Problem details:
Write out every line exactly, from the first line of the records below through the line that contains "pub struct DistanceMatrixConfig".

Provided data:
--- START ---
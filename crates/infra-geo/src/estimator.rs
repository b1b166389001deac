// Distance Matrix HTTP adapter

use crate::parse::{parse_distance_text, parse_duration_text};
use async_trait::async_trait;
use serde::Deserialize;
use spotqueue_core::domain::{Coordinates, TravelEstimate};
use spotqueue_core::port::{TravelError, TravelEstimator};
use tracing::debug;

const DEFAULT_BASE_URL: &str = "https://api.distancematrix.ai";

/// Adapter configuration
#[derive(Debug, Clone)]
pub struct DistanceMatrixConfig {
    pub base_url: String,
    pub api_key: String,
    /// Fixed service point: the API measures from here to the user
    pub fixed_coordinates: Coordinates,
}

impl DistanceMatrixConfig {
    pub fn new(api_key: impl Into<String>, fixed_coordinates: Coordinates) -> Self {
        Self {
            base_url: DEFAULT_BASE_URL.to_string(),
            api_key: api_key.into(),
            fixed_coordinates,
        }
    }
}

/// Travel estimator over the Distance Matrix API
pub struct DistanceMatrixEstimator {
    config: DistanceMatrixConfig,
    client: reqwest::Client,
}

impl DistanceMatrixEstimator {
    pub fn new(config: DistanceMatrixConfig) -> Self {
        Self {
            config,
            client: reqwest::Client::new(),
        }
    }

    fn request_url(&self, destination: Coordinates) -> String {
        let origin = self.config.fixed_coordinates;
        format!(
            "{}/maps/api/distancematrix/json?origins={},{}&destinations={},{}&key={}",
            self.config.base_url,
            origin.latitude,
            origin.longitude,
            destination.latitude,
            destination.longitude,
            self.config.api_key
        )
    }
}

#[async_trait]
impl TravelEstimator for DistanceMatrixEstimator {
    async fn estimate(&self, origin: Coordinates) -> Result<TravelEstimate, TravelError> {
        let url = self.request_url(origin);

        let response = self
            .client
            .get(&url)
            .send()
            .await
            .map_err(|e| TravelError::Connection(e.to_string()))?;

        let status = response.status();
        if !status.is_success() {
            return Err(TravelError::BadStatus(format!("HTTP {}", status)));
        }

        let body: DmxResponse = response
            .json()
            .await
            .map_err(|e| TravelError::MalformedResponse(e.to_string()))?;

        if body.status != "OK" {
            return Err(TravelError::BadStatus(body.status));
        }

        let element = body
            .rows
            .first()
            .and_then(|row| row.elements.first())
            .ok_or_else(|| {
                TravelError::MalformedResponse("response carries no route element".to_string())
            })?;

        let estimate = element.to_estimate()?;
        debug!(
            distance = estimate.distance,
            duration = estimate.duration_minutes,
            "Travel estimated"
        );

        Ok(estimate)
    }
}

#[derive(Debug, Deserialize)]
struct DmxResponse {
    status: String,
    #[serde(default)]
    rows: Vec<DmxRow>,
}

#[derive(Debug, Deserialize)]
struct DmxRow {
    #[serde(default)]
    elements: Vec<DmxElement>,
}

#[derive(Debug, Deserialize)]
struct DmxElement {
    distance: Option<DmxQuantity>,
    duration: Option<DmxQuantity>,
}

/// One reported quantity: `value` is the structured number (meters or
/// seconds), `text` the human-readable rendering
#[derive(Debug, Deserialize)]
struct DmxQuantity {
    value: Option<f64>,
    text: Option<String>,
}

impl DmxElement {
    fn to_estimate(&self) -> Result<TravelEstimate, TravelError> {
        let distance = self
            .distance
            .as_ref()
            .ok_or_else(|| TravelError::MalformedResponse("missing distance".to_string()))?;
        let duration = self
            .duration
            .as_ref()
            .ok_or_else(|| TravelError::MalformedResponse("missing duration".to_string()))?;

        // Structured fields win; free text is the fallback
        let distance_value = match distance.value {
            Some(meters) => meters / 1000.0,
            None => distance
                .text
                .as_deref()
                .and_then(parse_distance_text)
                .unwrap_or(0.0),
        };

        let duration_minutes = match duration.value {
            Some(seconds) => (seconds / 60.0) as i64,
            None => duration
                .text
                .as_deref()
                .and_then(parse_duration_text)
                .ok_or_else(|| {
                    TravelError::MalformedResponse("unparseable duration text".to_string())
                })?,
        };

        Ok(TravelEstimate::new(distance_value, duration_minutes))
    }
}

#[cfg(test)]
mod tests {
    use super::*;

    fn element(json: serde_json::Value) -> DmxElement {
        serde_json::from_value(json).unwrap()
    }

    #[test]
    fn test_structured_fields_preferred() {
        let el = element(serde_json::json!({
            "distance": { "value": 18500.0, "text": "99 km" },
            "duration": { "value": 2160.0, "text": "99 mins" }
        }));
        let estimate = el.to_estimate().unwrap();
        assert_eq!(estimate.distance, 18.5);
        assert_eq!(estimate.duration_minutes, 36);
    }

    #[test]
    fn test_text_fallback() {
        let el = element(serde_json::json!({
            "distance": { "text": "18.5 km" },
            "duration": { "text": "1 hour 12 mins" }
        }));
        let estimate = el.to_estimate().unwrap();
        assert_eq!(estimate.distance, 18.5);
        assert_eq!(estimate.duration_minutes, 72);
    }

    #[test]
    fn test_missing_fields_are_malformed() {
        let el = element(serde_json::json!({
            "duration": { "text": "5 mins" }
        }));
        assert!(matches!(
            el.to_estimate(),
            Err(TravelError::MalformedResponse(_))
        ));

        let el = element(serde_json::json!({
            "distance": { "text": "2 km" },
            "duration": { "text": "soon" }
        }));
        assert!(matches!(
            el.to_estimate(),
            Err(TravelError::MalformedResponse(_))
        ));
    }

    #[test]
    fn test_request_url_measures_from_fixed_point() {
        let config = DistanceMatrixConfig::new("test-key", Coordinates::new(24.8523464, 67.0078039));
        let estimator = DistanceMatrixEstimator::new(config);
        let url = estimator.request_url(Coordinates::new(24.8416198, 67.164574));
        assert!(url.starts_with("https://api.distancematrix.ai/maps/api/distancematrix/json?"));
        assert!(url.contains("origins=24.8523464,67.0078039"));
        assert!(url.contains("destinations=24.8416198,67.164574"));
        assert!(url.contains("key=test-key"));
    }
}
--- END ---
Finished task:
filename crates/infra-geo/src/estimator.rs
repository b1b166389001deac
// Distance Matrix HTTP adapter

use crate::parse::{parse_distance_text, parse_duration_text};
use async_trait::async_trait;
use serde::Deserialize;
use spotqueue_core::domain::{Coordinates, TravelEstimate};
use spotqueue_core::port::{TravelError, TravelEstimator};
use tracing::debug;

const DEFAULT_BASE_URL: &str = "https://api.distancematrix.ai";

/// Adapter configuration
#[derive(Debug, Clone)]
pub struct DistanceMatrixConfig {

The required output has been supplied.